To get started you will first untar the file and then run the setup file.

  1. As root, untar the gzip'd tar file (tar xzvf). This will create a directory called ciscovpn.
  2. Go into the ciscovpn directory (cd ciscovpn) and type ./vpn_install.sh
  3. The vpn client will be installed on your system and the vpnagentd process will be started. This process will be started each time your system
    is booted.
  4. To start the client type /opt/cisco/vpn/bin/vpnui in a terminal window.
    If you are using gnome, you should be able to find the client in one of your menus as well. On Fedora, look in Applications -> Internet.
  5. In the "Connect to:" box, type vpn.uci.edu and press return.
  6. In the "Group" menu that will appear, select the tunnel you wish to use, usually "UCI" or "UCIFull". (See the differences in the Tunnels below.)
  7. Enter your UCInetID and password in the appropriate boxes and click "Connect".
    You should get a banner box, click "Accept" and you are nowconnected.
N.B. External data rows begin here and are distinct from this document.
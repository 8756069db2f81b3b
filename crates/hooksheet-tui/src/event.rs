//! Terminal event source for the cheat sheet

use std::{
    io,
    sync::{
        atomic::{AtomicBool, Ordering},
        Arc,
    },
    thread::{self, JoinHandle},
    time::{Duration, Instant},
};

use crossterm::event as crossterm_event;
use crossterm::event::{KeyEvent, MouseEvent};
use tokio::sync::mpsc::{unbounded_channel, UnboundedReceiver, UnboundedSender};

/// How long the reader thread blocks waiting for terminal input
pub const POLL_TIMEOUT: Duration = Duration::from_millis(10);

/// Events delivered to the application loop
#[derive(Debug, Clone, PartialEq, Eq)]
pub enum Event {
    Key(KeyEvent),
    Mouse(MouseEvent),
    Resize { width: u16, height: u16 },
    /// Periodic tick used to expire copy acknowledgments
    Tick,
}

impl Event {
    /// Map a crossterm event, dropping the kinds the sheet ignores
    pub fn from_crossterm(event: crossterm_event::Event) -> Option<Self> {
        match event {
            crossterm_event::Event::Key(key) => Some(Event::Key(key)),
            crossterm_event::Event::Mouse(mouse) => Some(Event::Mouse(mouse)),
            crossterm_event::Event::Resize(width, height) => Some(Event::Resize { width, height }),
            crossterm_event::Event::FocusGained
            | crossterm_event::Event::FocusLost
            | crossterm_event::Event::Paste(_) => None,
        }
    }
}

/// Background reader turning crossterm input into [`Event`]s
///
/// A plain thread polls crossterm and forwards events over an unbounded
/// tokio channel, adding a [`Event::Tick`] every `tick` interval. The thread
/// checks a shutdown flag before every poll; [`EventLoop::shutdown`] sets it
/// and waits for the thread, so no input is read once the terminal is handed
/// back.
pub struct EventLoop {
    rx: UnboundedReceiver<Event>,
    tx: UnboundedSender<Event>,
    shutdown: Arc<AtomicBool>,
    reader: Option<JoinHandle<()>>,
}

impl EventLoop {
    pub fn new(tick: Duration) -> Self {
        Self::with_reader(tick, |timeout| {
            if crossterm_event::poll(timeout)? {
                crossterm_event::read().map(Some)
            } else {
                Ok(None)
            }
        })
    }

    /// Spawn the reader thread around a poll function
    ///
    /// `poll` waits up to the given timeout and returns the next raw event,
    /// if any.
    pub fn with_reader<P>(tick: Duration, mut poll: P) -> Self
    where
        P: FnMut(Duration) -> io::Result<Option<crossterm_event::Event>> + Send + 'static,
    {
        let (tx, rx) = unbounded_channel();
        let reader_tx = tx.clone();
        let shutdown = Arc::new(AtomicBool::new(false));
        let stop = Arc::clone(&shutdown);

        let reader = thread::spawn(move || {
            let mut last_tick = Instant::now();

            while !stop.load(Ordering::Acquire) {
                match poll(POLL_TIMEOUT) {
                    Ok(Some(event)) => {
                        if let Some(event) = Event::from_crossterm(event) {
                            if reader_tx.send(event).is_err() {
                                break;
                            }
                        }
                    }
                    Ok(None) => {}
                    Err(e) => tracing::warn!("Failed to read terminal event: {}", e),
                }

                if last_tick.elapsed() >= tick {
                    if reader_tx.send(Event::Tick).is_err() {
                        break;
                    }
                    last_tick = Instant::now();
                }
            }

            tracing::debug!("Event reader stopped");
        });

        Self {
            rx,
            tx,
            shutdown,
            reader: Some(reader),
        }
    }

    /// An event source with no reader thread, fed only through [`EventLoop::sender`]
    pub fn detached() -> Self {
        let (tx, rx) = unbounded_channel();
        Self {
            rx,
            tx,
            shutdown: Arc::new(AtomicBool::new(false)),
            reader: None,
        }
    }

    /// Wait for the next event; `None` once the reader has gone away
    pub async fn next(&mut self) -> Option<Event> {
        self.rx.recv().await
    }

    /// Handle for injecting events programmatically
    pub fn sender(&self) -> UnboundedSender<Event> {
        self.tx.clone()
    }

    /// Stop the reader thread and wait for it to exit
    pub fn shutdown(&mut self) {
        self.shutdown.store(true, Ordering::Release);
        if let Some(reader) = self.reader.take() {
            if reader.join().is_err() {
                tracing::error!("Event reader panicked");
            }
        }
    }
}

impl Drop for EventLoop {
    fn drop(&mut self) {
        self.shutdown();
    }
}

#[cfg(test)]
mod tests {
    use std::sync::atomic::AtomicUsize;

    use super::*;
    use crossterm::event::{KeyCode, KeyModifiers};

    #[test]
    fn test_from_crossterm_keeps_input_events() {
        let key = KeyEvent::new(KeyCode::Char('u'), KeyModifiers::NONE);
        assert_eq!(
            Event::from_crossterm(crossterm_event::Event::Key(key)),
            Some(Event::Key(key))
        );
        assert_eq!(
            Event::from_crossterm(crossterm_event::Event::Resize(80, 24)),
            Some(Event::Resize { width: 80, height: 24 })
        );
    }

    #[test]
    fn test_from_crossterm_drops_focus_and_paste() {
        assert_eq!(Event::from_crossterm(crossterm_event::Event::FocusGained), None);
        assert_eq!(
            Event::from_crossterm(crossterm_event::Event::Paste("x".into())),
            None
        );
    }

    #[tokio::test]
    async fn test_reader_forwards_input_and_ticks() {
        let mut sent = false;
        let mut events = EventLoop::with_reader(Duration::from_millis(20), move |timeout| {
            thread::sleep(timeout);
            if sent {
                return Ok(None);
            }
            sent = true;
            Ok(Some(crossterm_event::Event::Key(KeyEvent::new(
                KeyCode::Char('x'),
                KeyModifiers::NONE,
            ))))
        });

        assert!(matches!(events.next().await, Some(Event::Key(_))));
        assert_eq!(events.next().await, Some(Event::Tick));
        events.shutdown();
    }

    #[test]
    fn test_shutdown_stops_polling() {
        let polls = Arc::new(AtomicUsize::new(0));
        let counter = Arc::clone(&polls);
        let mut events = EventLoop::with_reader(Duration::from_secs(60), move |timeout| {
            counter.fetch_add(1, Ordering::SeqCst);
            thread::sleep(timeout);
            Ok(None)
        });

        thread::sleep(Duration::from_millis(30));
        events.shutdown();
        let after_shutdown = polls.load(Ordering::SeqCst);
        assert!(after_shutdown > 0);

        thread::sleep(Duration::from_millis(50));
        assert_eq!(polls.load(Ordering::SeqCst), after_shutdown);
    }
}
//! hooksheet - searchable, collapsible cheat sheet in the terminal

use anyhow::Result;
use clap::Parser;
use hooksheet_tui::cli::{run, Cli};

#[tokio::main(flavor = "current_thread")]
async fn main() -> Result<()> {
    run(Cli::parse()).await
}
You are now ready to use your VPN connection. If you have any problems, please call the OIT Help Desk at 949-824-2222, Monday through Friday, 8:00 AM to 5:00 PM.

Possible Error Messages

If you get one of the following messages when you try to connect to the campus VPN service:

"Connection attempt has failed due to server certificate problem"
"AnyConnect cannot confirm it is connected to your secure gateway"

this means that the AnyConnect client cannot validate the certificate on the campus VPN service.

To remedy this, get a copy of the README and the setup-certs.tar.gz files from ftp://ftp.uci.edu/linux-anyconnect-cert-fix. Follow the directions in the README file to install the InCommon certificate files on your system.

Ubuntu Linux

If you are using Ubuntu Linux and are having problems using the VPN, Jeff Stern has instructions for making the AnyConnect VPN work on Ubuntu. See
http://www.socsci.uci.edu/~jstern/uci_vpn_ubuntu/ for more information.

VPN Connection Tunnels


 

Linux Openconnect Client

Note: Using the Linux openconnect software is not supported by OIT. If you have problems using this, OIT will not be able to help you. These
instructions are provided for you if you want to use something other than the supported Cisco AnyConnect client on your Linux system.

Some Linux distributions include a VPN client called openconnect that can be used with the the UCI VPN service. The instructions below are for
Fedora Linux. Other distributions may be similar.

  1. Make sure openconnect is installed. As root type "yum install openconnect". This will install openconnect and anything it depends on. You will need vpnc installed as well, in case installing openconnect does not install it.
  2. In a terminal window:

    su root
    (give root password)
    openconnect -s /etc/vpnc/vpnc-script -u xxxxxx -v vpn.uci.edu


    (replace xxxxxx with your UCInetID)
    You will be prompted for the Group to use. Pick one of the options, usually UCI or UCIFull.

You will be prompted for your password. After you give the client your password you will be logged in. You can minimize the terminal window while you do your work (don't close it or you will lose your VPN connection). When you are done type ^C (control-c) to terminate openconnect and your VPN session will be logged out.